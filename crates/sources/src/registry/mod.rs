//! Cosmos chain-registry client.
//!
//! Chain metadata (REST endpoints, bech32 prefix) and asset lists come
//! from the public chain registry. Both are fetched lazily and cached for
//! the lifetime of the run. The cache is read and written by concurrent
//! producer tasks, so it is a `DashMap` of `OnceCell`s: concurrent
//! lookups for the same chain collapse into a single in-flight fetch,
//! and at most one fetch per key ever completes.

use std::collections::HashMap;
use std::sync::Arc;
use std::time::Duration;

use dashmap::DashMap;
use futures::future::select_ok;
use log::debug;
use reqwest::Client;
use serde::Deserialize;
use tokio::sync::OnceCell;

use crate::errors::SourceError;
use crate::models::DenomOverride;

const DEFAULT_BASE_URL: &str = "https://raw.githubusercontent.com/cosmos/chain-registry/master";

/// Seconds allowed for a single endpoint health probe.
const PROBE_TIMEOUT: Duration = Duration::from_secs(3);

// ============================================================================
// Registry Payload Structures
// ============================================================================

/// `chain.json` subset.
#[derive(Debug, Clone, Deserialize)]
pub struct ChainInfo {
    #[serde(default)]
    pub chain_name: String,
    #[serde(default)]
    pub bech32_prefix: String,
    #[serde(default)]
    pub apis: Apis,
}

#[derive(Debug, Clone, Default, Deserialize)]
pub struct Apis {
    #[serde(default)]
    pub rest: Vec<RestEndpoint>,
}

#[derive(Debug, Clone, Deserialize)]
pub struct RestEndpoint {
    pub address: String,
}

/// `assetlist.json` subset.
#[derive(Debug, Clone, Deserialize)]
pub struct AssetList {
    #[serde(default)]
    pub assets: Vec<Asset>,
}

#[derive(Debug, Clone, Deserialize)]
pub struct Asset {
    pub base: String,
    #[serde(default)]
    pub display: String,
    #[serde(default)]
    pub symbol: String,
    #[serde(default)]
    pub denom_units: Vec<DenomUnit>,
}

#[derive(Debug, Clone, Deserialize)]
pub struct DenomUnit {
    pub denom: String,
    pub exponent: u32,
}

// ============================================================================
// ChainRegistry
// ============================================================================

type CacheCell<T> = Arc<OnceCell<Arc<T>>>;

/// Shared, lazily populated chain-registry cache.
///
/// One instance is shared by every Cosmos source in a run.
pub struct ChainRegistry {
    client: Client,
    base_url: String,
    chains: DashMap<String, CacheCell<ChainInfo>>,
    assets: DashMap<String, CacheCell<AssetList>>,
}

impl ChainRegistry {
    pub fn new(client: Client) -> Self {
        Self::with_base_url(client, DEFAULT_BASE_URL)
    }

    /// Registry rooted at a different base URL. Used by tests.
    pub fn with_base_url(client: Client, base_url: impl Into<String>) -> Self {
        Self {
            client,
            base_url: base_url.into(),
            chains: DashMap::new(),
            assets: DashMap::new(),
        }
    }

    /// Chain metadata for `network`, fetched at most once per run.
    pub async fn chain_info(&self, network: &str) -> Result<Arc<ChainInfo>, SourceError> {
        let cell = self
            .chains
            .entry(network.to_string())
            .or_insert_with(|| Arc::new(OnceCell::new()))
            .value()
            .clone();
        cell.get_or_try_init(|| self.fetch_json::<ChainInfo>(network, "chain.json"))
            .await
            .map(Arc::clone)
    }

    /// Asset list for `network`, fetched at most once per run.
    pub async fn asset_list(&self, network: &str) -> Result<Arc<AssetList>, SourceError> {
        let cell = self
            .assets
            .entry(network.to_string())
            .or_insert_with(|| Arc::new(OnceCell::new()))
            .value()
            .clone();
        cell.get_or_try_init(|| self.fetch_json::<AssetList>(network, "assetlist.json"))
            .await
            .map(Arc::clone)
    }

    async fn fetch_json<T>(&self, network: &str, file: &str) -> Result<Arc<T>, SourceError>
    where
        T: serde::de::DeserializeOwned,
    {
        let url = format!("{}/{}/{}", self.base_url, network, file);
        debug!("fetching {url}");
        let response = self.client.get(&url).send().await?;
        if !response.status().is_success() {
            return Err(SourceError::Registry {
                network: network.to_string(),
                message: format!("{file} returned status {}", response.status().as_u16()),
            });
        }
        let payload = response.json::<T>().await.map_err(|e| SourceError::Registry {
            network: network.to_string(),
            message: format!("decoding {file}: {e}"),
        })?;
        Ok(Arc::new(payload))
    }

    /// Probes all REST endpoints concurrently and returns the first one
    /// that answers the node-info health check with a success status.
    pub async fn active_endpoint(
        &self,
        network: &str,
        endpoints: &[RestEndpoint],
    ) -> Result<String, SourceError> {
        if endpoints.is_empty() {
            return Err(SourceError::NoEndpoint {
                network: network.to_string(),
            });
        }

        let probes: Vec<_> = endpoints
            .iter()
            .map(|endpoint| {
                let client = self.client.clone();
                let address = endpoint.address.clone();
                Box::pin(async move {
                    let url = format!("{address}/cosmos/base/tendermint/v1beta1/node_info");
                    let response = tokio::time::timeout(PROBE_TIMEOUT, client.get(&url).send())
                        .await
                        .map_err(|_| ())?
                        .map_err(|_| ())?;
                    if response.status().is_success() {
                        Ok(address)
                    } else {
                        Err(())
                    }
                })
            })
            .collect();

        match select_ok(probes).await {
            Ok((address, _)) => Ok(address),
            Err(()) => Err(SourceError::NoEndpoint {
                network: network.to_string(),
            }),
        }
    }
}

// ============================================================================
// Denom Resolution
// ============================================================================

/// Resolves an on-chain denom to `(display symbol, decimal exponent)`.
///
/// Lookup order: local overrides (the optional IBC assets file), then the
/// chain-registry asset list, then naming-convention fallbacks. The
/// fallbacks mirror Cosmos conventions: `u...` base denoms carry 6
/// decimals, `a...` denoms carry 18, unknown IBC hashes keep their denom
/// with a marker suffix.
pub fn resolve_denom(
    asset_list: Option<&AssetList>,
    overrides: &HashMap<String, DenomOverride>,
    denom: &str,
) -> (String, u32) {
    if let Some(asset) = overrides.get(denom) {
        return (asset.symbol.clone(), asset.decimals);
    }

    if let Some(list) = asset_list {
        if let Some(asset) = list.assets.iter().find(|a| a.base == denom) {
            let exponent = asset
                .denom_units
                .iter()
                .find(|unit| unit.denom == asset.display)
                .map(|unit| unit.exponent)
                .unwrap_or(6);
            return (asset.symbol.clone(), exponent);
        }
    }

    if denom.starts_with("ibc/") {
        return (format!("{denom} (Unknown IBC Asset)"), 6);
    }
    if let Some(rest) = denom.strip_prefix('u') {
        return (rest.to_uppercase(), 6);
    }
    if let Some(rest) = denom.strip_prefix('a') {
        return (rest.to_uppercase(), 18);
    }
    (denom.to_string(), 6)
}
####
> EXERCISE DESCRIPTION
Each line from the first line of the listing through the line with "written by concurrent" must be output exactly, both ends included, and no other line may appear.

> RESULT OF THIS EXERCISE
filename crates/sources/src/registry/mod.rs
//! Cosmos chain-registry client.
//!
//! Chain metadata (REST endpoints, bech32 prefix) and asset lists come
//! from the public chain registry. Both are fetched lazily and cached for
//! the lifetime of the run. The cache is read and written by concurrent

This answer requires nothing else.